As for the overall survey, our plan involved an attempted survey of 20-30% of Nea Zoi's contacts in sex work in Athens, approximately 40-50 surveys in total. As this week continued, we pushed past 30, then 37, then 42 and finally an N of 47 as Lindsay and I finished our last outreaches this Thursday. Nea Zoi may continue pursuing the surveying as they need, but with our goal N achieved, we set about analyzing the data and framing future plans based on what we'd learned. The survey design, translation and data analysis were somewhat my project, and Lindsay paralleled that effort with a four-phase plan that we created to move the medical pilot project in a manageable step-wise progression. Our first draft involved an end goal of an on-site medical clinic at Nea Zoi's office, but as we continued the survey, the more valuable effort seemed to be a medical buddy service and mobile clinic to the neighborhoods Nea Zoi visits. Lindsay continued shaping the plan as we worked and learned more through our visits with Dr. Koutras and conversations with the women.
Ultimately, when I completed the data collection with the 47 surveys, we had a fairly complete picture of the health of the women (and several transvestites, although not as complete of a sample for them). We met with Nea Zoi staff on Monday to informally present our findings and discuss what everyone had learned. The meeting was actually quite touching for Lindsay and me, seeing the tangible results of our work (we think they were a bit shocked by our productivity and medical-student work ethic, much to our amusement), and the impact the pilot medical project had on Nea Zoi itself. As you can probably imagine from my discussions in previous posts, the work this group does is not all clear-cut direction and happy endings. Often it's quite the opposite, and we realized over these two weeks that we had joined their team during a dry spell of far more discouragement than encouragement. Madames turning them away bluntly or blustering loudly in shouted curses, new women slipping under the radar, old women wanting to stay in prostitution to make money for themselves, brothels assuming they were reporting information to the police ... the list goes on. We were told over and over that our presence was invigorating and motivating, a breath of fresh air into a stagnant situation. As the surveys became a positive step in their interactions with the women and created enthusiastic, grateful feedback, the Nea Zoi team got the encouragement they needed. And the vision coming out of our work is a very exciting framework for moving their work forward in a way that left our Monday staff meeting fairly impassioned.
The survey showed several widespread needs - emotional and practical support through the process of receiving care through the Greek national health care system, which can be complicated; providing care for the women who don't have legal status in Greece or access to the national medical system; making consistent psychological care available to the women. We also tracked prevalence of specific symptoms and health access, and gave the women an outlet to contribute their ideas for improving their medical situations - some of the possibilities were quite creative!

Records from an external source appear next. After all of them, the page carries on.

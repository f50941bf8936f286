use crate::error::{AppError, AppResult};
use crate::ledger::LedgerStore;
use crate::stake::{MultiplierState, PublishedStake, StakeBoard, StakeCalculator};
use rust_decimal::Decimal;
use std::sync::Arc;
use std::time::Duration;
use tokio::sync::mpsc;
use tokio::time;
use tracing::{debug, error, info, warn};
use uuid::Uuid;

/// Default recompute queue depth
pub const DEFAULT_QUEUE_CAPACITY: usize = 1024;

/// Bounded queue feeding option ids from placement to the recomputer
pub fn channel(capacity: usize) -> (mpsc::Sender<Uuid>, mpsc::Receiver<Uuid>) {
    mpsc::channel(capacity.max(1))
}

/// Background worker that re-derives option multipliers from wager totals
pub struct StakeRecomputer {
    ledger: Arc<dyn LedgerStore>,
    board: Arc<StakeBoard>,
    calculator: StakeCalculator,
    receiver: mpsc::Receiver<Uuid>,
    interval: Duration,
}

impl StakeRecomputer {
    pub fn new(
        ledger: Arc<dyn LedgerStore>,
        board: Arc<StakeBoard>,
        calculator: StakeCalculator,
        receiver: mpsc::Receiver<Uuid>,
    ) -> Self {
        Self {
            ledger,
            board,
            calculator,
            receiver,
            interval: Duration::from_secs(5),
        }
    }

    /// Set the full sweep interval
    pub fn with_interval(mut self, interval: Duration) -> Self {
        self.interval = interval;
        self
    }

    /// Run until the process exits. Queued ids are handled as they arrive
    /// and every active option is swept on each tick.
    pub async fn start(mut self) {
        let mut interval = time::interval(self.interval);
        let mut queue_open = true;
        info!("Stake recomputer started, sweeping every {:?}", self.interval);

        loop {
            tokio::select! {
                received = self.receiver.recv(), if queue_open => {
                    match received {
                        Some(option_id) => {
                            if let Err(e) = self.recompute_option(option_id).await {
                                error!("Recompute of option {} failed: {}", option_id, e);
                            }
                        }
                        None => {
                            warn!("Recompute queue closed, continuing with periodic sweeps only");
                            queue_open = false;
                        }
                    }
                }
                _ = interval.tick() => {
                    if let Err(e) = self.recompute_active().await {
                        error!("Error in stake sweep: {}", e);
                    }
                }
            }
        }
    }

    /// Recompute, publish and persist one option's multipliers
    pub async fn recompute_option(&self, option_id: Uuid) -> AppResult<PublishedStake> {
        let total = self.ledger.total_wagered_on_option(option_id).await?;

        let previous = match self.board.previous_state(option_id).await {
            Some(state) => Some(state),
            None => {
                let option = self
                    .ledger
                    .get_option(option_id)
                    .await?
                    .ok_or_else(|| AppError::NotFound(format!("Option {} not found", option_id)))?;
                // Version 0 means nothing was ever published; seed from base
                (option.multiplier_version > 0).then(|| MultiplierState::from(option.multipliers))
            }
        };

        let state = self.calculator.next(Decimal::from(total), previous)?;
        let published = self.board.publish(option_id, state).await;
        self.ledger
            .publish_multipliers(option_id, published.pair(), published.version)
            .await?;

        debug!(
            "Option {} total {} -> for {} / against {} (v{})",
            option_id,
            total,
            published.pair().for_multiplier,
            published.pair().against_multiplier,
            published.version
        );

        Ok(published)
    }

    /// Sweep every option whose event still accepts bets.
    /// Returns how many options were published.
    pub async fn recompute_active(&self) -> AppResult<usize> {
        let option_ids = self.ledger.active_option_ids().await?;
        let mut published = 0;
        for option_id in option_ids {
            match self.recompute_option(option_id).await {
                Ok(_) => published += 1,
                Err(e) => warn!("Skipping option {} in sweep: {}", option_id, e),
            }
        }
        Ok(published)
    }
}

/// Seed the board from persisted multipliers so a restart resumes easing
/// where it left off. Returns the number of options loaded.
pub async fn warm_board(ledger: &dyn LedgerStore, board: &StakeBoard) -> AppResult<usize> {
    let options = ledger.list_options().await?;
    let count = options.len();
    for option in options {
        board
            .seed(option.id, option.multipliers, option.multiplier_version)
            .await;
    }
    info!("Stake board warmed with {} options", count);
    Ok(count)
}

With that broad picture and the full spread of other details, Lindsay created a basic plan for the continuing medical project as follows:
Phase One - medical survey to assess needs of target population and effective supplemental medical care; detail results to target goals of the proposed project
Phase Two – host 2 pilot clinic sessions on 4/20, 4/27 to determine need for local clinical services; educational socials hosted at Nea Zoi office and 5 minute educational conversations on the street; educate volunteers in medical topics; incorporation of psychotherapy, medical appointments, referrals with network of trusted local physicians who understand the needs of the population, make vaccinations available (Hep B, Hep A, HPV as appropriate).
Phase Three – provide “outreach medical care” - team will serve as facilitators to medical diagnosis and treatment, providing transportation, paying for laboratory or radiology testing, paying for treatment, providing psychotherapy. Provide social support going to the doctor with the men/women or helping facilitate their care, such as setting up appointments and facilitating follow-up care.
Phase Four – provide mobile clinic to neighborhoods of Omonia, Filis and others as needed; staff with volunteer physicians and nurses within referral network associated with Nea Zoi
The grant proposal is on its way to completion to provide funding for social work staffing and medical supplies, vaccinations, funds to supplement medical care etc. The whole project shows incredible promise to not only address the medical needs of the women and men, but to continue bridging the trust gap and preparing them for the psychological process of moving out of prostitution and addressing trafficking. We'll see what develops with the medical project from the continuing efforts of Nea Zoi, but all in all, we're grateful for a lot of answered prayers and a promising outlook for our time in Athens! It's refreshing to offer a small, targeted solution to part of a broader global problem, and to happily contribute our meager talents to a worthy and tangible fight.